Problem statement ::
Repeat all the data that appears below, keeping it exact.

Information provided ::
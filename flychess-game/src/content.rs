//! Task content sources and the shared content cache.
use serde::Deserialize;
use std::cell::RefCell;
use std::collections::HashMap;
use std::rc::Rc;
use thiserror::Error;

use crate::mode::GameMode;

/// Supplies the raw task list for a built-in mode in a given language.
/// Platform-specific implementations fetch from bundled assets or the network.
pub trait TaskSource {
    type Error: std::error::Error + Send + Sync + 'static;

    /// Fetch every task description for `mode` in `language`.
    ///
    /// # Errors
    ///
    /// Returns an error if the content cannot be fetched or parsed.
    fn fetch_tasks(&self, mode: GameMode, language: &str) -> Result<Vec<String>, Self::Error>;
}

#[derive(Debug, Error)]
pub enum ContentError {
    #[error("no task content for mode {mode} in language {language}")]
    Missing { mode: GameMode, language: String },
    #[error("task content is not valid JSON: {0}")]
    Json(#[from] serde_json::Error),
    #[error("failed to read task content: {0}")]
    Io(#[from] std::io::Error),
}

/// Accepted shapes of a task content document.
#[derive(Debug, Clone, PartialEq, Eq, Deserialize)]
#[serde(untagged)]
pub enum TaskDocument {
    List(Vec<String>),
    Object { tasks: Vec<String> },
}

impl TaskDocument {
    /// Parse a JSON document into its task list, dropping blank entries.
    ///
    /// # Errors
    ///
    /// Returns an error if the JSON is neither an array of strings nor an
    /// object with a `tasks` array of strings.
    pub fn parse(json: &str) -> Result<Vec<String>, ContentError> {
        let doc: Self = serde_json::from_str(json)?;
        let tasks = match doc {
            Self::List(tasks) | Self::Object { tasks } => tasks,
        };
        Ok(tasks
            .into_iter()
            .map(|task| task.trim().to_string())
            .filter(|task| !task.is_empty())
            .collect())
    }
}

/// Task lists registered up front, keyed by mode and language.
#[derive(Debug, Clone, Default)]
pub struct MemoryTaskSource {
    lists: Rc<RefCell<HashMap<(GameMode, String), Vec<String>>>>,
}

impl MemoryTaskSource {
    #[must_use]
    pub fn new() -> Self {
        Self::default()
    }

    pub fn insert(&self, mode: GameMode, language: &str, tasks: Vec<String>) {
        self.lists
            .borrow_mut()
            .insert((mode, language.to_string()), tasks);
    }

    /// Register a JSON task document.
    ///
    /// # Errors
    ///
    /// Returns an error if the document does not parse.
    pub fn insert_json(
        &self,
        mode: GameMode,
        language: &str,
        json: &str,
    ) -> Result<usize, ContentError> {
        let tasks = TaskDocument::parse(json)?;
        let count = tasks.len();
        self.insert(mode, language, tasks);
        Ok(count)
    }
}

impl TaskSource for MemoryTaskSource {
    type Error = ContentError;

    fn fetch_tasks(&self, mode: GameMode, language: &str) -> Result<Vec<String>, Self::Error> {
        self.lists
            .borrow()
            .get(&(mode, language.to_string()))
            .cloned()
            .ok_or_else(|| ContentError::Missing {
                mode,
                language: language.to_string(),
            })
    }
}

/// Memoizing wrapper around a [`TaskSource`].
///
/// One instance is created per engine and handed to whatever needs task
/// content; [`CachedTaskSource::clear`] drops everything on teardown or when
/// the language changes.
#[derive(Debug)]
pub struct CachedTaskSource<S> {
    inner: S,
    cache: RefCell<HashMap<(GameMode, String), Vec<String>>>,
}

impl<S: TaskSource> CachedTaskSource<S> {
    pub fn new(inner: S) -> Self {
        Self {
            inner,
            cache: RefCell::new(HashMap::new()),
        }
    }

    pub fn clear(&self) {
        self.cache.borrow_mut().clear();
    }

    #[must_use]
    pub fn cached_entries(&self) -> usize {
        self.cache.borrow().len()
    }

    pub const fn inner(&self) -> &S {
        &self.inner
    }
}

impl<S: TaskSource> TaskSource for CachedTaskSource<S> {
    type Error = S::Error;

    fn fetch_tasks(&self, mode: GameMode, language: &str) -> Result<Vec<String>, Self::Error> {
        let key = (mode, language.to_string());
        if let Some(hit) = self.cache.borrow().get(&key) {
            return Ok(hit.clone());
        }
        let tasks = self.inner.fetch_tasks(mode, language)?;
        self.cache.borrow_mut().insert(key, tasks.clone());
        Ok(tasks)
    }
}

Output below ::
filename flychess-game/src/content.rs
//! Task content sources and the shared content cache.
use serde::Deserialize;
use std::cell::RefCell;
use std::collections::HashMap;
use std::rc::Rc;
use thiserror::Error;

use crate::mode::GameMode;

/// Supplies the raw task list for a built-in mode in a given language.
/// Platform-specific implementations fetch from bundled assets or the network.
pub trait TaskSource {
    type Error: std::error::Error + Send + Sync + 'static;

    /// Fetch every task description for `mode` in `language`.
    ///
    /// # Errors
    ///
    /// Returns an error if the content cannot be fetched or parsed.
    fn fetch_tasks(&self, mode: GameMode, language: &str) -> Result<Vec<String>, Self::Error>;
}

#[derive(Debug, Error)]
pub enum ContentError {
    #[error("no task content for mode {mode} in language {language}")]
    Missing { mode: GameMode, language: String },
    #[error("task content is not valid JSON: {0}")]
    Json(#[from] serde_json::Error),
    #[error("failed to read task content: {0}")]
    Io(#[from] std::io::Error),
}

/// Accepted shapes of a task content document.
#[derive(Debug, Clone, PartialEq, Eq, Deserialize)]
#[serde(untagged)]
pub enum TaskDocument {
    List(Vec<String>),
    Object { tasks: Vec<String> },
}

impl TaskDocument {
    /// Parse a JSON document into its task list, dropping blank entries.
    ///
    /// # Errors
    ///
    /// Returns an error if the JSON is neither an array of strings nor an
    /// object with a `tasks` array of strings.
    pub fn parse(json: &str) -> Result<Vec<String>, ContentError> {
        let doc: Self = serde_json::from_str(json)?;
        let tasks = match doc {
            Self::List(tasks) | Self::Object { tasks } => tasks,
        };
        Ok(tasks
            .into_iter()
            .map(|task| task.trim().to_string())
            .filter(|task| !task.is_empty())
            .collect())
    }
}

/// Task lists registered up front, keyed by mode and language.
#[derive(Debug, Clone, Default)]
pub struct MemoryTaskSource {
    lists: Rc<RefCell<HashMap<(GameMode, String), Vec<String>>>>,
}

impl MemoryTaskSource {
    #[must_use]
    pub fn new() -> Self {
        Self::default()
    }

    pub fn insert(&self, mode: GameMode, language: &str, tasks: Vec<String>) {
        self.lists
            .borrow_mut()
            .insert((mode, language.to_string()), tasks);
    }

    /// Register a JSON task document.
    ///
    /// # Errors
    ///
    /// Returns an error if the document does not parse.
    pub fn insert_json(
        &self,
        mode: GameMode,
        language: &str,
        json: &str,
    ) -> Result<usize, ContentError> {
        let tasks = TaskDocument::parse(json)?;
        let count = tasks.len();
        self.insert(mode, language, tasks);
        Ok(count)
    }
}

impl TaskSource for MemoryTaskSource {
    type Error = ContentError;

    fn fetch_tasks(&self, mode: GameMode, language: &str) -> Result<Vec<String>, Self::Error> {
        self.lists
            .borrow()
            .get(&(mode, language.to_string()))
            .cloned()
            .ok_or_else(|| ContentError::Missing {
                mode,
                language: language.to_string(),
            })
    }
}

/// Memoizing wrapper around a [`TaskSource`].
///
/// One instance is created per engine and handed to whatever needs task
/// content; [`CachedTaskSource::clear`] drops everything on teardown or when
/// the language changes.
#[derive(Debug)]
pub struct CachedTaskSource<S> {
    inner: S,
    cache: RefCell<HashMap<(GameMode, String), Vec<String>>>,
}

impl<S: TaskSource> CachedTaskSource<S> {
    pub fn new(inner: S) -> Self {
        Self {
            inner,
            cache: RefCell::new(HashMap::new()),
        }
    }

    pub fn clear(&self) {
        self.cache.borrow_mut().clear();
    }

    #[must_use]
    pub fn cached_entries(&self) -> usize {
        self.cache.borrow().len()
    }

    pub const fn inner(&self) -> &S {
        &self.inner
    }
}

impl<S: TaskSource> TaskSource for CachedTaskSource<S> {
    type Error = S::Error;

    fn fetch_tasks(&self, mode: GameMode, language: &str) -> Result<Vec<String>, Self::Error> {
        let key = (mode, language.to_string());
        if let Some(hit) = self.cache.borrow().get(&key) {
            return Ok(hit.clone());
        }
        let tasks = self.inner.fetch_tasks(mode, language)?;
        self.cache.borrow_mut().insert(key, tasks.clone());
        Ok(tasks)
    }
}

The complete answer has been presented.